La spirale maléfique du protectionnisme semble bel et bien enclenchée. Jusqu’au dernier moment, les investisseurs pensaient que Donald Trump bluffait et que ses menaces de relèvement des droits de douane visaient avant tout à obtenir des concessions de la part de ses partenaires. Or, ils ont découvert un tout autre scénario. Lors de sa conférence de presse du 2 avril dernier, Donald Trump a renvoyé ad patres quatre-vingts ans de libéralisation des échanges commerciaux. Les investisseurs ont été surpris par l’ampleur des droits de douane imposés au reste du monde. En outre, la réponse de la Chine, avec des mesures de rétorsion de grande ampleur, semble indiquer qu’une spirale protectionniste est bel et bien en train de se mettre en place. Cette dernière , synonyme de baisse des échanges mondiaux et, par conséquent, de ralentissement de la croissance.
Une récession mondiale
Les investisseurs jugent désormais plausible une récession mondiale, du moins une récession aux États-Unis. Ce vendredi 4 avril, les autorités chinoises ont déclaré qu’elles imposeraient, à compter du 10 avril, des droits de douane de 34 % sur les produits américains en réaction à ceux que les États-Unis appliqueront aux produits chinois dès le 9 avril.
Compte tenu de l’accumulation des taxes, les produits chinois pourraient être taxés à hauteur de 54 % aux États-Unis. Les produits en provenance de l’Union européenne s’en sortent pour l’instant mieux, avec un taux moyen de 20 %. Même si certains articles sont frappés d’un droit de 25 %. Par ailleurs, la Chine a annoncé qu’elle saisirait l’Organisation mondiale du commerce (OMC) et a déclaré mettre en place des contrôles à l’exportation sur sept éléments de terres rares. Tels que le gadolinium — utilisé notamment en imagerie par résonance magnétique — et l’yttrium, présent dans l’électronique grand public.
De son côté, l’Union européenne a averti qu’une réponse forte serait apportée avec, à la clé, des mesures ciblant les entreprises technologiques américaines et une possible limitation des investissements en direction des États-Unis. Le Canada a également réagi en imposant des droits de 25 % sur les véhicules fabriqués aux États-Unis. Le CAC 40 a chuté de 4 % le vendredi 4 avril, portant son recul hebdomadaire à 7,40 %. Il a terminé à 7 274 points.

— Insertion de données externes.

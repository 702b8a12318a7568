fn main() {
    // Only the firmware build links against ESP-IDF; host tests skip the
    // sysenv propagation entirely.
    #[cfg(feature = "espidf")]
    embuild::espidf::sysenv::output();
}
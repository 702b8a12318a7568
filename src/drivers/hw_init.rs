//! One-shot hardware peripheral initialization.
//!
//! Configures the ranging GPIOs and attaches the echo interrupt using raw
//! ESP-IDF sys calls.  Called once from `main()` before the measurement
//! task starts.  The RMT channel for the strip is set up by
//! `adapters::rmt_strip`.

#[cfg(target_os = "espidf")]
use esp_idf_svc::sys::*;
#[cfg(target_os = "espidf")]
use log::info;

use crate::sensors::EchoIsr;

// ── Error type ────────────────────────────────────────────────

/// Errors during one-shot peripheral initialization.
#[derive(Debug, Clone, Copy, PartialEq, Eq)]
pub enum HwInitError {
    GpioConfigFailed(i32),
    IsrInstallFailed(i32),
    RmtInitFailed(i32),
}

impl core::fmt::Display for HwInitError {
    fn fmt(&self, f: &mut core::fmt::Formatter<'_>) -> core::fmt::Result {
        match self {
            Self::GpioConfigFailed(rc) => write!(f, "GPIO config failed (rc={})", rc),
            Self::IsrInstallFailed(rc) => write!(f, "GPIO ISR install failed (rc={})", rc),
            Self::RmtInitFailed(rc) => write!(f, "RMT init failed (rc={})", rc),
        }
    }
}

impl std::error::Error for HwInitError {}

// ── Ranging GPIO ──────────────────────────────────────────────

/// Trigger as a push-pull output driven LOW, echo as an input with
/// any-edge interrupts (not yet enabled).
#[cfg(target_os = "espidf")]
pub fn init_ranging_gpio(trigger_pin: i32, echo_pin: i32) -> Result<(), HwInitError> {
    let trig_cfg = gpio_config_t {
        pin_bit_mask: 1u64 << trigger_pin,
        mode: gpio_mode_t_GPIO_MODE_OUTPUT,
        pull_up_en: gpio_pullup_t_GPIO_PULLUP_DISABLE,
        pull_down_en: gpio_pulldown_t_GPIO_PULLDOWN_DISABLE,
        intr_type: gpio_int_type_t_GPIO_INTR_DISABLE,
    };
    // SAFETY: single-threaded init path; config struct fully initialised.
    let ret = unsafe { gpio_config(&trig_cfg) };
    if ret != ESP_OK {
        return Err(HwInitError::GpioConfigFailed(ret));
    }
    // SAFETY: pin configured as output just above.
    unsafe { gpio_set_level(trigger_pin, 0) };

    // HC-SR04 drives the echo line push-pull; no pulls.
    let echo_cfg = gpio_config_t {
        pin_bit_mask: 1u64 << echo_pin,
        mode: gpio_mode_t_GPIO_MODE_INPUT,
        pull_up_en: gpio_pullup_t_GPIO_PULLUP_DISABLE,
        pull_down_en: gpio_pulldown_t_GPIO_PULLDOWN_DISABLE,
        intr_type: gpio_int_type_t_GPIO_INTR_ANYEDGE,
    };
    // SAFETY: as above.
    let ret = unsafe { gpio_config(&echo_cfg) };
    if ret != ESP_OK {
        return Err(HwInitError::GpioConfigFailed(ret));
    }

    info!("hw_init: trigger=GPIO{} (out) echo=GPIO{} (in, any edge)", trigger_pin, echo_pin);
    Ok(())
}

#[cfg(not(target_os = "espidf"))]
pub fn init_ranging_gpio(trigger_pin: i32, echo_pin: i32) -> Result<(), HwInitError> {
    log::info!(
        "hw_init(sim): GPIO init skipped (trigger={}, echo={})",
        trigger_pin,
        echo_pin
    );
    Ok(())
}

// ── Echo ISR ──────────────────────────────────────────────────

#[cfg(target_os = "espidf")]
struct EchoIsrContext {
    pin: i32,
    isr: EchoIsr,
}

#[cfg(target_os = "espidf")]
unsafe extern "C" fn echo_gpio_isr(arg: *mut core::ffi::c_void) {
    // SAFETY: `arg` is the leaked EchoIsrContext registered in
    // install_echo_isr(); only this handler ever dereferences it, and the
    // GPIO ISR service never runs it re-entrantly for one pin.
    let ctx = unsafe { &mut *arg.cast::<EchoIsrContext>() };
    // SAFETY: register read and RTC counter read, both ISR-safe.
    let level_high = unsafe { gpio_get_level(ctx.pin) } != 0;
    let now_us = unsafe { esp_timer_get_time() } as u64;
    ctx.isr.on_edge(level_high, now_us);
}

/// Install the per-pin GPIO ISR service and attach `isr` to `echo_pin`.
///
/// Ownership of `isr` passes to the interrupt for the rest of the program.
#[cfg(target_os = "espidf")]
pub fn install_echo_isr(echo_pin: i32, isr: EchoIsr) -> Result<(), HwInitError> {
    let ctx: &'static mut EchoIsrContext = Box::leak(Box::new(EchoIsrContext { pin: echo_pin, isr }));

    // SAFETY: gpio_install_isr_service is idempotent; ESP_ERR_INVALID_STATE
    // means it was already installed (acceptable).  The handler argument
    // is a 'static allocation never freed.
    unsafe {
        let ret = gpio_install_isr_service(0);
        if ret != ESP_OK && ret != ESP_ERR_INVALID_STATE {
            return Err(HwInitError::IsrInstallFailed(ret));
        }

        let ret = gpio_isr_handler_add(
            echo_pin,
            Some(echo_gpio_isr),
            core::ptr::from_mut(ctx).cast(),
        );
        if ret != ESP_OK {
            return Err(HwInitError::IsrInstallFailed(ret));
        }
        let ret = gpio_intr_enable(echo_pin);
        if ret != ESP_OK {
            return Err(HwInitError::IsrInstallFailed(ret));
        }
    }

    info!("hw_init: echo ISR attached to GPIO{}", echo_pin);
    Ok(())
}

/// On the host the echo edges come from `sensors::sim::SimEcho`, which owns
/// the handler directly; this variant only exists so callers compile.
#[cfg(not(target_os = "espidf"))]
pub fn install_echo_isr(echo_pin: i32, isr: EchoIsr) -> Result<(), HwInitError> {
    log::info!("hw_init(sim): echo ISR not attached (GPIO{})", echo_pin);
    drop(isr);
    Ok(())
}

Ce sont les valeurs bancaires qui ont le plus souffert : Société Générale a perdu plus de 10 %. Des industriels comme ArcelorMittal, SaintGobain ou Stellantis ont également enregistré des baisses significatives en raison de l’importance de leurs exportations vers les États-Unis. Le DAX allemand a lui aussi connu une semaine difficile, avec un recul supérieur à 8 %.

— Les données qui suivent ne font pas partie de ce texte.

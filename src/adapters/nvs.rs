//! NVS (Non-Volatile Storage) adapter.
//!
//! Implements [`ConfigStore`] over the `"config"` namespace.  Values are
//! plain `i32` entries written by the provisioning side; this firmware only
//! reads them at boot, plus `set_i32` for provisioning and tests.
//!
//! The simulation backend is an in-memory map.

use log::info;
#[cfg(target_os = "espidf")]
use log::warn;

use crate::ports::{ConfigError, ConfigStore};

#[cfg(not(target_os = "espidf"))]
use std::collections::HashMap;

#[cfg(target_os = "espidf")]
use esp_idf_svc::sys::*;

pub const CONFIG_NAMESPACE: &str = "config";

/// NVS keys and namespaces are limited to 15 characters.
const MAX_KEY_LEN: usize = 15;

pub struct NvsConfigStore {
    #[cfg(not(target_os = "espidf"))]
    store: HashMap<String, i32>,
}

impl NvsConfigStore {
    /// Initialise NVS flash and open the config store.
    ///
    /// On first boot or after a version mismatch the NVS partition is
    /// erased and re-initialised automatically.
    pub fn new() -> Result<Self, ConfigError> {
        #[cfg(target_os = "espidf")]
        {
            // SAFETY: nvs_flash_init / nvs_flash_erase are called from the
            // single main-task context before any concurrent NVS access.
            let ret = unsafe { nvs_flash_init() };
            if ret == ESP_ERR_NVS_NO_FREE_PAGES || ret == ESP_ERR_NVS_NEW_VERSION_FOUND {
                warn!("NVS: erasing and re-initialising flash partition");
                let ret2 = unsafe { nvs_flash_erase() };
                if ret2 != ESP_OK {
                    return Err(ConfigError::IoError(ret2));
                }
                let ret3 = unsafe { nvs_flash_init() };
                if ret3 != ESP_OK {
                    return Err(ConfigError::IoError(ret3));
                }
            } else if ret != ESP_OK {
                return Err(ConfigError::IoError(ret));
            }
            info!("NvsConfigStore: ESP-IDF NVS initialised");
        }

        #[cfg(not(target_os = "espidf"))]
        info!("NvsConfigStore: simulation backend");

        Ok(Self {
            #[cfg(not(target_os = "espidf"))]
            store: HashMap::new(),
        })
    }

    /// Null-terminated copy of `s`, truncated to the NVS limit.
    #[cfg(target_os = "espidf")]
    fn c_name(s: &str) -> [u8; MAX_KEY_LEN + 1] {
        let mut buf = [0u8; MAX_KEY_LEN + 1];
        let bytes = s.as_bytes();
        let len = bytes.len().min(MAX_KEY_LEN);
        buf[..len].copy_from_slice(&bytes[..len]);
        buf
    }

    /// Open the config namespace, execute a closure with the handle, then close.
    #[cfg(target_os = "espidf")]
    fn with_nvs_handle<F, T>(write: bool, f: F) -> Result<T, i32>
    where
        F: FnOnce(nvs_handle_t) -> Result<T, i32>,
    {
        let ns = Self::c_name(CONFIG_NAMESPACE);
        let mut handle: nvs_handle_t = 0;
        let mode = if write {
            nvs_open_mode_t_NVS_READWRITE
        } else {
            nvs_open_mode_t_NVS_READONLY
        };

        // SAFETY: `ns` is null-terminated and outlives the call.
        let ret = unsafe { nvs_open(ns.as_ptr().cast(), mode, &mut handle) };
        if ret != ESP_OK {
            return Err(ret);
        }

        let result = f(handle);
        // SAFETY: handle opened above and not used after this point.
        unsafe {
            nvs_close(handle);
        }
        result
    }

    /// Store `value` under `key`.
    #[cfg(target_os = "espidf")]
    pub fn set_i32(&mut self, key: &'static str, value: i32) -> Result<(), ConfigError> {
        check_key(key)?;
        let k = Self::c_name(key);
        Self::with_nvs_handle(true, |handle| {
            // SAFETY: handle is open read-write; `k` is null-terminated.
            let ret = unsafe { nvs_set_i32(handle, k.as_ptr().cast(), value) };
            if ret != ESP_OK {
                return Err(ret);
            }
            let ret = unsafe { nvs_commit(handle) };
            if ret != ESP_OK {
                return Err(ret);
            }
            Ok(())
        })
        .map_err(|rc| {
            warn!("NvsConfigStore: write of '{}' failed (rc={})", key, rc);
            ConfigError::IoError(rc)
        })
    }

    /// Store `value` under `key`.
    #[cfg(not(target_os = "espidf"))]
    pub fn set_i32(&mut self, key: &'static str, value: i32) -> Result<(), ConfigError> {
        check_key(key)?;
        self.store.insert(key.to_owned(), value);
        Ok(())
    }
}

fn check_key(key: &'static str) -> Result<(), ConfigError> {
    if key.is_empty() || key.len() > MAX_KEY_LEN {
        return Err(ConfigError::ValidationFailed("NVS key must be 1–15 characters"));
    }
    Ok(())
}

impl ConfigStore for NvsConfigStore {
    #[cfg(target_os = "espidf")]
    fn get_i32(&self, key: &'static str) -> Result<i32, ConfigError> {
        check_key(key)?;
        let k = Self::c_name(key);
        let result = Self::with_nvs_handle(false, |handle| {
            let mut value: i32 = 0;
            // SAFETY: handle is open; `k` is null-terminated; `value` is a
            // valid out-pointer for the duration of the call.
            let ret = unsafe { nvs_get_i32(handle, k.as_ptr().cast(), &mut value) };
            if ret != ESP_OK {
                return Err(ret);
            }
            Ok(value)
        });
        match result {
            Ok(v) => Ok(v),
            // A namespace that was never written also reads as "not found".
            Err(e) if e == ESP_ERR_NVS_NOT_FOUND => Err(ConfigError::NotFound(key)),
            Err(e) => Err(ConfigError::IoError(e)),
        }
    }

    #[cfg(not(target_os = "espidf"))]
    fn get_i32(&self, key: &'static str) -> Result<i32, ConfigError> {
        check_key(key)?;
        self.store
            .get(key)
            .copied()
            .ok_or(ConfigError::NotFound(key))
    }
}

Le Nasdaq a reculé de plus de 18 % depuis le 1er janvier
Outre-Atlantique, la correction est encore plus sévère. Les valeurs technologiques, particulièrement exposées en raison de leur dépendance aux importations asiatiques, sont sous pression. Elles sont également susceptibles de faire l’objet de mesures de rétorsion, notamment de la part de l’Europe. Le Nasdaq a reculé de près de 9 % sur la semaine, et de plus de 18 % depuis le 1er janvier. Le S&P 500 a perdu 8,66 % sur la semaine, et le Dow Jones 7,13 %. La capitalisation du S&P 500 a fondu de 5 400 milliards de dollars au cours des séances des 3 et 4 avril. Les trois grands indices de la Bourse de New York ont ainsi enregistré, jeudi et vendredi, leur plus forte baisse en deux jours depuis la pandémie de Covid-19.
Dans ce contexte, les bons chiffres de l’emploi sont passés inaperçus, éclipsés par la tempête provoquée par le relèvement des droits de douane. En mars, l’économie américaine a créé 228 000 emplois, selon les données publiées vendredi par le ministère du Travail. Les analystes tablaient sur environ 140 000 créations.
L’or a battu de nouveaux records
Donald Trump s’est attribué ce résultat, estimant qu’il est la conséquence directe de sa politique économique. Face aux tensions mondiales, les taux des obligations souveraines — valeurs refuge traditionnelles — sont en baisse. Le taux de l’obligation d’État américaine à 10 ans est repassé sous la barre des 4 %. Autre valeur refuge, l’or a battu de nouveaux records au cours de la semaine, atteignant jusqu’à 3 168 dollars l’once. Avec des perspectives de ralentissement de la croissance mondiale, le prix du pétrole est également en forte baisse : le baril de Brent a reculé de 10 % sur la semaine, descendant sous la barre des 65 dollars.